***** PROVIDED ENTRIES
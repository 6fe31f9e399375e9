use std::fmt;

use rust_decimal::{Decimal, prelude::ToPrimitive};

/// A value of the reference [`Calculator`](crate::calculator::Calculator)
/// backend.
///
/// Numbers use high-precision decimal arithmetic so that `0.1 + 0.2` is
/// exactly `0.3`.
///
/// # Examples
///
/// ```
/// use tinyparser::Value;
/// use rust_decimal::Decimal;
///
/// let number = Value::Number(Decimal::from(42));
/// let string = Value::String("hello".to_string());
///
/// assert_eq!(number.to_string(), "42");
/// assert_eq!(string.to_string(), "hello");
/// ```
#[derive(Debug, Clone, PartialEq)]
pub enum Value {
    /// Decimal number
    Number(Decimal),

    /// UTF-8 string
    String(String),
}

impl Value {
    pub fn type_name(&self) -> &'static str {
        match self {
            Value::Number(_) => "number",
            Value::String(_) => "string",
        }
    }

    pub fn as_number(&self) -> Option<Decimal> {
        match self {
            Value::Number(n) => Some(*n),
            Value::String(_) => None,
        }
    }

    /// Get as integer, if the number has no fractional part
    pub fn as_int(&self) -> Option<i64> {
        match self {
            Value::Number(n) if n.fract().is_zero() => n.to_i64(),
            _ => None,
        }
    }

    /// Get as string (concatenation)
    pub fn as_string(&self) -> String {
        match self {
            Value::Number(n) => n.normalize().to_string(),
            Value::String(s) => s.clone(),
        }
    }
}

impl fmt::Display for Value {
    fn fmt(&self, f: &mut fmt::Formatter<'_>) -> fmt::Result {
        f.write_str(&self.as_string())
    }
}

impl From<i64> for Value {
    fn from(n: i64) -> Self {
        Value::Number(Decimal::from(n))
    }
}

impl From<Decimal> for Value {
    fn from(n: Decimal) -> Self {
        Value::Number(n)
    }
}

impl From<&str> for Value {
    fn from(s: &str) -> Self {
        Value::String(s.to_string())
    }
}

impl From<String> for Value {
    fn from(s: String) -> Self {
        Value::String(s)
    }
}
//! Per-entity position breakdown.
//!
//! For one rater, each item contributes to each axis in proportion to the
//! item's loading and to how far the rater's value sits from the item mean:
//!
//! ```text
//! contribution(item, axis) = loading(item, axis) · (value − mean(item))
//! ```
//!
//! The mean runs over every value recorded for the item, so it matches what
//! the rater sees as "the community average" for that item.

use super::loading::AxisAnalysis;
use super::{Axis, ItemMetrics};
use crate::error::{Error, Result};
use crate::metrics::mean;

/// How one item moves one entity along each axis.
#[derive(Debug, Clone, PartialEq)]
#[cfg_attr(feature = "serde", derive(serde::Serialize, serde::Deserialize))]
pub struct ItemContribution {
    /// Item id.
    pub item: String,
    /// The entity's value for the item.
    pub value: f64,
    /// Mean value for the item over every entity that has one.
    pub mean: f64,
    /// `value - mean`.
    pub deviation: f64,
    /// Contribution along the first axis.
    pub x: f64,
    /// Contribution along the second axis.
    pub y: f64,
    /// Contribution along the third axis.
    pub z: f64,
}

impl ItemContribution {
    /// Contribution along one axis.
    pub fn on(&self, axis: Axis) -> f64 {
        match axis {
            Axis::X => self.x,
            Axis::Y => self.y,
            Axis::Z => self.z,
        }
    }
}

impl AxisAnalysis {
    /// Break down where `entity` sits, item by item.
    ///
    /// Only items the entity has a value for are listed, ordered by
    /// descending `|x| + |y|` contribution.
    pub fn contributions(
        &self,
        entity: &str,
        metrics: &ItemMetrics,
    ) -> Result<Vec<ItemContribution>> {
        if !self.entities().iter().any(|e| e == entity) {
            return Err(Error::UnknownEntity(entity.to_string()));
        }

        let mut out: Vec<ItemContribution> = self
            .loadings()
            .iter()
            .filter_map(|loading| {
                let values = metrics.get(&loading.item)?;
                let value = *values.get(entity)?;
                let all: Vec<f64> = values.values().copied().collect();
                let item_mean = mean(&all);
                let deviation = value - item_mean;
                Some(ItemContribution {
                    item: loading.item.clone(),
                    value,
                    mean: item_mean,
                    deviation,
                    x: loading.x * deviation,
                    y: loading.y * deviation,
                    z: loading.z * deviation,
                })
            })
            .collect();

        out.sort_by(|a, b| {
            let ta = a.x.abs() + a.y.abs();
            let tb = b.x.abs() + b.y.abs();
            tb.total_cmp(&ta)
        });
        Ok(out)
    }
}

#[cfg(test)]
mod tests {
    use super::*;
    use crate::axis::AxisLoadingAnalyzer;
    use crate::embed::ClassicalMds;
    use crate::matrix::DissimilarityMatrix;
    use ndarray::array;
    use std::collections::HashMap;

    fn setup() -> (AxisAnalysis, ItemMetrics) {
        let d = DissimilarityMatrix::new(
            vec!["a".into(), "b".into(), "c".into()],
            array![[0.0, 1.0, 5.0], [1.0, 0.0, 4.0], [5.0, 4.0, 0.0]],
        )
        .unwrap();
        let emb = ClassicalMds::new().fit(&d).unwrap();

        let mut metrics: ItemMetrics = HashMap::new();
        metrics.insert(
            "hit".into(),
            [("a".to_string(), 1.0), ("b".to_string(), 2.0), ("c".to_string(), 9.0)]
                .into_iter()
                .collect(),
        );
        metrics.insert(
            "deep-cut".into(),
            [("a".to_string(), 4.0), ("c".to_string(), 4.0)]
                .into_iter()
                .collect(),
        );
        metrics.insert(
            "b-only".into(),
            [("b".to_string(), 3.0)].into_iter().collect(),
        );

        let analysis = AxisLoadingAnalyzer::new().analyze(&emb, &metrics).unwrap();
        (analysis, metrics)
    }

    #[test]
    fn test_contributions_use_item_mean() {
        let (analysis, metrics) = setup();
        let rows = analysis.contributions("c", &metrics).unwrap();

        // c has values for "hit" and "deep-cut" only.
        assert_eq!(rows.len(), 2);
        let hit = rows.iter().find(|r| r.item == "hit").unwrap();
        assert!((hit.mean - 4.0).abs() < 1e-12);
        assert!((hit.deviation - 5.0).abs() < 1e-12);

        let loading = analysis.loading("hit").unwrap();
        for axis in Axis::ALL {
            assert!((hit.on(axis) - loading.on(axis) * 5.0).abs() < 1e-12);
        }

        // deep-cut: c sits exactly on the item mean.
        let deep = rows.iter().find(|r| r.item == "deep-cut").unwrap();
        assert_eq!(deep.deviation, 0.0);
        assert_eq!(rows[0].item, "hit");
    }

    #[test]
    fn test_contributions_sorted_by_planar_magnitude() {
        let (analysis, metrics) = setup();
        let rows = analysis.contributions("a", &metrics).unwrap();
        let totals: Vec<f64> = rows.iter().map(|r| r.x.abs() + r.y.abs()).collect();
        assert!(totals.windows(2).all(|w| w[0] >= w[1]));
    }

    #[test]
    fn test_unknown_entity() {
        let (analysis, metrics) = setup();
        assert_eq!(
            analysis.contributions("zoe", &metrics).unwrap_err(),
            Error::UnknownEntity("zoe".into())
        );
    }
}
**********
- **WORK INSTRUCTIONS**
Please restate every record above word for word.

- **REPLY**
repository 6fe31f9e399375e9
use std::fmt;

use rust_decimal::{Decimal, prelude::ToPrimitive};

/// A value of the reference [`Calculator`](crate::calculator::Calculator)
/// backend.
///
/// Numbers use high-precision decimal arithmetic so that `0.1 + 0.2` is
/// exactly `0.3`.
///
/// # Examples
///
/// ```
/// use tinyparser::Value;
/// use rust_decimal::Decimal;
///
/// let number = Value::Number(Decimal::from(42));
/// let string = Value::String("hello".to_string());
///
/// assert_eq!(number.to_string(), "42");
/// assert_eq!(string.to_string(), "hello");
/// ```
#[derive(Debug, Clone, PartialEq)]
pub enum Value {
    /// Decimal number
    Number(Decimal),

    /// UTF-8 string
    String(String),
}

impl Value {
    pub fn type_name(&self) -> &'static str {
        match self {
            Value::Number(_) => "number",
            Value::String(_) => "string",
        }
    }

    pub fn as_number(&self) -> Option<Decimal> {
        match self {
            Value::Number(n) => Some(*n),
            Value::String(_) => None,
        }
    }

    /// Get as integer, if the number has no fractional part
    pub fn as_int(&self) -> Option<i64> {
        match self {
            Value::Number(n) if n.fract().is_zero() => n.to_i64(),
            _ => None,
        }
    }

    /// Get as string (concatenation)
    pub fn as_string(&self) -> String {
        match self {
            Value::Number(n) => n.normalize().to_string(),
            Value::String(s) => s.clone(),
        }
    }
}

impl fmt::Display for Value {
    fn fmt(&self, f: &mut fmt::Formatter<'_>) -> fmt::Result {
        f.write_str(&self.as_string())
    }
}

impl From<i64> for Value {
    fn from(n: i64) -> Self {
        Value::Number(Decimal::from(n))
    }
}

impl From<Decimal> for Value {
    fn from(n: Decimal) -> Self {
        Value::Number(n)
    }
}

impl From<&str> for Value {
    fn from(s: &str) -> Self {
        Value::String(s.to_string())
    }
}

impl From<String> for Value {
    fn from(s: String) -> Self {
        Value::String(s)
    }
}
//! Per-entity position breakdown.
//!
//! For one rater, each item contributes to each axis in proportion to the
//! item's loading and to how far the rater's value sits from the item mean:
//!
//! ```text
//! contribution(item, axis) = loading(item, axis) · (value − mean(item))
//! ```
//!
//! The mean runs over every value recorded for the item, so it matches what
//! the rater sees as "the community average" for that item.

use super::loading::AxisAnalysis;
use super::{Axis, ItemMetrics};
use crate::error::{Error, Result};
use crate::metrics::mean;

/// How one item moves one entity along each axis.
#[derive(Debug, Clone, PartialEq)]
#[cfg_attr(feature = "serde", derive(serde::Serialize, serde::Deserialize))]
pub struct ItemContribution {
    /// Item id.
    pub item: String,
    /// The entity's value for the item.
    pub value: f64,
    /// Mean value for the item over every entity that has one.
    pub mean: f64,
    /// `value - mean`.
    pub deviation: f64,
    /// Contribution along the first axis.
    pub x: f64,
    /// Contribution along the second axis.
    pub y: f64,
    /// Contribution along the third axis.
    pub z: f64,
}

impl ItemContribution {
    /// Contribution along one axis.
    pub fn on(&self, axis: Axis) -> f64 {
        match axis {
            Axis::X => self.x,
            Axis::Y => self.y,
            Axis::Z => self.z,
        }
    }
}

impl AxisAnalysis {
    /// Break down where `entity` sits, item by item.
    ///
    /// Only items the entity has a value for are listed, ordered by
    /// descending `|x| + |y|` contribution.
    pub fn contributions(
        &self,
        entity: &str,
        metrics: &ItemMetrics,
    ) -> Result<Vec<ItemContribution>> {
        if !self.entities().iter().any(|e| e == entity) {
            return Err(Error::UnknownEntity(entity.to_string()));
        }

        let mut out: Vec<ItemContribution> = self
            .loadings()
            .iter()
            .filter_map(|loading| {
                let values = metrics.get(&loading.item)?;
                let value = *values.get(entity)?;
                let all: Vec<f64> = values.values().copied().collect();
                let item_mean = mean(&all);
                let deviation = value - item_mean;
                Some(ItemContribution {
                    item: loading.item.clone(),
                    value,
                    mean: item_mean,
                    deviation,
                    x: loading.x * deviation,
                    y: loading.y * deviation,
                    z: loading.z * deviation,
                })
            })
            .collect();

        out.sort_by(|a, b| {
            let ta = a.x.abs() + a.y.abs();
            let tb = b.x.abs() + b.y.abs();
            tb.total_cmp(&ta)
        });
        Ok(out)
    }
}

#[cfg(test)]
mod tests {
    use super::*;
    use crate::axis::AxisLoadingAnalyzer;
    use crate::embed::ClassicalMds;
    use crate::matrix::DissimilarityMatrix;
    use ndarray::array;
    use std::collections::HashMap;

    fn setup() -> (AxisAnalysis, ItemMetrics) {
        let d = DissimilarityMatrix::new(
            vec!["a".into(), "b".into(), "c".into()],
            array![[0.0, 1.0, 5.0], [1.0, 0.0, 4.0], [5.0, 4.0, 0.0]],
        )
        .unwrap();
        let emb = ClassicalMds::new().fit(&d).unwrap();

        let mut metrics: ItemMetrics = HashMap::new();
        metrics.insert(
            "hit".into(),
            [("a".to_string(), 1.0), ("b".to_string(), 2.0), ("c".to_string(), 9.0)]
                .into_iter()
                .collect(),
        );
        metrics.insert(
            "deep-cut".into(),
            [("a".to_string(), 4.0), ("c".to_string(), 4.0)]
                .into_iter()
                .collect(),
        );
        metrics.insert(
            "b-only".into(),
            [("b".to_string(), 3.0)].into_iter().collect(),
        );

        let analysis = AxisLoadingAnalyzer::new().analyze(&emb, &metrics).unwrap();
        (analysis, metrics)
    }

    #[test]
    fn test_contributions_use_item_mean() {
        let (analysis, metrics) = setup();
        let rows = analysis.contributions("c", &metrics).unwrap();

        // c has values for "hit" and "deep-cut" only.
        assert_eq!(rows.len(), 2);
        let hit = rows.iter().find(|r| r.item == "hit").unwrap();
        assert!((hit.mean - 4.0).abs() < 1e-12);
        assert!((hit.deviation - 5.0).abs() < 1e-12);

        let loading = analysis.loading("hit").unwrap();
        for axis in Axis::ALL {
            assert!((hit.on(axis) - loading.on(axis) * 5.0).abs() < 1e-12);
        }

        // deep-cut: c sits exactly on the item mean.
        let deep = rows.iter().find(|r| r.item == "deep-cut").unwrap();
        assert_eq!(deep.deviation, 0.0);
        assert_eq!(rows[0].item, "hit");
    }

    #[test]
    fn test_contributions_sorted_by_planar_magnitude() {
        let (analysis, metrics) = setup();
        let rows = analysis.contributions("a", &metrics).unwrap();
        let totals: Vec<f64> = rows.iter().map(|r| r.x.abs() + r.y.abs()).collect();
        assert!(totals.windows(2).all(|w| w[0] >= w[1]));
    }

    #[test]
    fn test_unknown_entity() {
        let (analysis, metrics) = setup();
        assert_eq!(
            analysis.contributions("zoe", &metrics).unwrap_err(),
            Error::UnknownEntity("zoe".into())
        );
    }
}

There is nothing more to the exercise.